You preform a t test on the sample means.
You need to assume normality of both populations.
BUT we (you and me) need to know if you're assuming equal populatoin variances or not.
If they are equal you pool the two sample variances.
The Tampa Bay Area Chamber of Commerce wanted to know whether the mean weekly salary of nurses was larger than that of school teachers. To investigate, they collected the following information on the amounts earned last week by a sample of school teachers and nurses.
Teachers: 845, 826, 827, 875, 784, 809, 802, 820, 829, 830, 842, 832.
Nurses: 841, 890, 821, 771, 850, 859, 825, 829.
Is it reasonable to conclude that the mean weekly salary of nurses is higher? Use the .01 significance level. What is the p-value.
N: salary of nurses
T: salary of teachers
You are testing
H0 : E(T) = E(N)
H1 : E(T) > E(N), E(T) - E(N) > 0
with 1% significance (or 99% confidence).
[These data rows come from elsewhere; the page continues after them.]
//! Lane Runner - A terminal lane-dodging arcade game
//!
//! Core modules:
//! - `sim`: Deterministic simulation (rules, lanes, assets, collisions)
//! - `renderer`: Text frame composition
//! - `platform`: Terminal screen and keyboard input
//! - `settings`: Defaults surface and startup validation
//! - `game`: Fixed-cadence game loop

pub mod game;
pub mod platform;
pub mod renderer;
pub mod settings;
pub mod sim;

pub use game::{Game, GameEnd};
pub use settings::{ConfigError, Settings};

/// Game configuration constants
pub mod consts {
    /// Span an asset traverses before it has passed the player
    pub const TRACK_LENGTH: usize = 100;
    /// Seconds between difficulty level changes
    pub const SECONDS_PER_LEVEL: f64 = 10.0;

    /// Distance an asset travels per tick
    pub const ASSET_VELOCITY: usize = 1;

    /// Bullet columns advanced per tick while armed
    pub const BULLET_SPEED: usize = 2;
    /// Bullet offset wraps back to the car after this many columns
    pub const BULLET_CYCLE: usize = 20;
    /// Width of the bullet glyph
    pub const BULLET_WIDTH: usize = 1;

    /// Track boundary character
    pub const EDGE_CHAR: char = '_';
    /// Mid-lane divider pattern (cycled across the track)
    pub const DIVIDER_PATTERN: &str = "- ";

    pub const PLAYER_CAR: &str = ".-'--`-._\n'-O---O--'";
    pub const BULLET: char = '>';
}

/// Measure a sprite as (widest line in chars, line count)
#[inline]
pub fn measure_sprite(glyph: &str) -> (usize, usize) {
    let width = glyph.lines().map(|l| l.chars().count()).max().unwrap_or(0);
    let height = glyph.lines().count().max(1);
    (width, height)
}

/// Wrap a signed lane index into [0, width)
#[inline]
pub fn wrap_lane(lane: isize, width: usize) -> usize {
    debug_assert!(width > 0);
    lane.rem_euclid(width as isize) as usize
}

#[cfg(test)]
mod tests {
    use super::*;

    #[test]
    fn test_measure_player_car() {
        assert_eq!(measure_sprite(consts::PLAYER_CAR), (10, 2));
        assert_eq!(measure_sprite("<o##o`"), (6, 1));
    }

    #[test]
    fn test_wrap_lane() {
        assert_eq!(wrap_lane(-1, 4), 3);
        assert_eq!(wrap_lane(4, 4), 0);
        assert_eq!(wrap_lane(2, 4), 2);
    }
}
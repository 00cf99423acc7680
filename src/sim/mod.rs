//! Deterministic simulation module
//!
//! All gameplay logic lives here. This module must be pure and deterministic:
//! - Sim time is passed in, never read from a clock
//! - Seeded RNG only
//! - No rendering or platform dependencies

pub mod asset;
pub mod collision;
pub mod player;
pub mod road;
pub mod rules;
pub mod tick;
pub mod track;

pub use asset::{Asset, AssetId, AssetKind, PowerKind, Sprite, SpriteCatalog, SpriteId};
pub use collision::{CollisionOutcome, contact_threshold, find_contact, nearest_in_lane};
pub use player::{Direction, Player, SpriteState};
pub use road::{Phase, Road};
pub use rules::{DifficultyRules, RuleKind, RuleSlot};
pub use tick::{TickInput, tick};
pub use track::TrackGeometry;
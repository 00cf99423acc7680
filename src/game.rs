//! Fixed-cadence game loop
//!
//! Drives the road one tick at a time from wall-clock time, feeds it the
//! latest input and hands composed frames to a sink.

use std::io;
use std::thread;
use std::time::Instant;

use crate::platform::{InputReceiver, InputSignal};
use crate::renderer::{Frame, Hud, compose};
use crate::sim::{Road, TickInput, tick};

/// Where frames and the final message go
pub trait FrameSink {
    fn present(&mut self, frame: &Frame) -> io::Result<()>;

    /// Leave game mode and print a closing message
    fn announce(&mut self, message: &str) -> io::Result<()>;
}

/// How a run ended
#[derive(Debug, Clone, Copy, PartialEq, Eq)]
pub enum GameEnd {
    Quit { score: u64, level: u32 },
    GameOver { score: u64, level: u32 },
}

impl GameEnd {
    pub fn score(&self) -> u64 {
        match self {
            GameEnd::Quit { score, .. } | GameEnd::GameOver { score, .. } => *score,
        }
    }

    pub fn level(&self) -> u32 {
        match self {
            GameEnd::Quit { level, .. } | GameEnd::GameOver { level, .. } => *level,
        }
    }

    /// Closing message shown after the terminal is restored
    pub fn message(&self) -> String {
        let headline = match self {
            GameEnd::Quit { .. } => "***EXITING GAME***",
            GameEnd::GameOver { .. } => "GAME OVER",
        };
        format!(
            "{headline}\nSCORE: {}    LEVEL: {}",
            self.score(),
            self.level()
        )
    }
}

/// A running game
pub struct Game<S: FrameSink> {
    road: Road,
    sink: S,
    input: InputReceiver,
    started: Instant,
}

impl<S: FrameSink> Game<S> {
    pub fn new(road: Road, sink: S, input: InputReceiver) -> Self {
        Self {
            road,
            sink,
            input,
            started: Instant::now(),
        }
    }

    pub fn road(&self) -> &Road {
        &self.road
    }

    pub fn sink(&self) -> &S {
        &self.sink
    }

    fn hud(&self, now: f64) -> Hud {
        Hud {
            score: self.road.score(now),
            level: self.road.level(),
        }
    }

    /// Run one tick at `now` seconds since start
    ///
    /// Returns how the run ended, or `None` while it continues.
    pub fn step(&mut self, now: f64, signal: Option<InputSignal>) -> Option<GameEnd> {
        let hud = self.hud(now);
        if signal == Some(InputSignal::Quit) {
            return Some(GameEnd::Quit {
                score: hud.score,
                level: hud.level,
            });
        }

        let input = TickInput {
            direction: signal.and_then(InputSignal::direction),
        };
        let outcome = tick(&mut self.road, &input, now);
        let hud = self.hud(now);
        if outcome.is_game_over() {
            return Some(GameEnd::GameOver {
                score: hud.score,
                level: hud.level,
            });
        }

        let frame = compose(&self.road, &hud);
        if let Err(e) = self.sink.present(&frame) {
            log::warn!("Failed to draw frame: {e}");
        }
        None
    }

    /// Tick until the player quits or crashes
    pub fn run(mut self) -> GameEnd {
        log::info!("Run started with seed {}", self.road.seed());
        let end = loop {
            let now = self.started.elapsed().as_secs_f64();
            let signal = self.input.take_latest();
            if let Some(end) = self.step(now, signal) {
                break end;
            }
            thread::sleep(self.road.rules().frame_time());
        };

        log::info!(
            "Run ended: {:?} (score {}, level {})",
            end,
            end.score(),
            end.level()
        );
        if let Err(e) = self.sink.announce(&end.message()) {
            log::warn!("Failed to print closing message: {e}");
        }
        end
    }
}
Some parts are in portuguese. But i think you cant get it anyway. (GL is Degrees of Freedom).
You assume variances are different, because the populations are of small dimension, and you'd have to estimate the common variance.
There's another way which is to setup an interval of confidence of 99%.
You do it for the difference of the expected values.
GL is degrees of freedom
NA is size of population A
SA is the estimator of the variance of population A (since it is of small dimension we have to use the estimator, which you calculate the same way as the variance)
alpha on this case will be 0.01
If the interval goes from positive values to positives values [+,+] you know the expected value of the 1st is bigger than the second, and vice versa. Otherwise you can't conclude anything.
For the p value, you have to go with the first method, so this second one would be just to answer the first part of the question.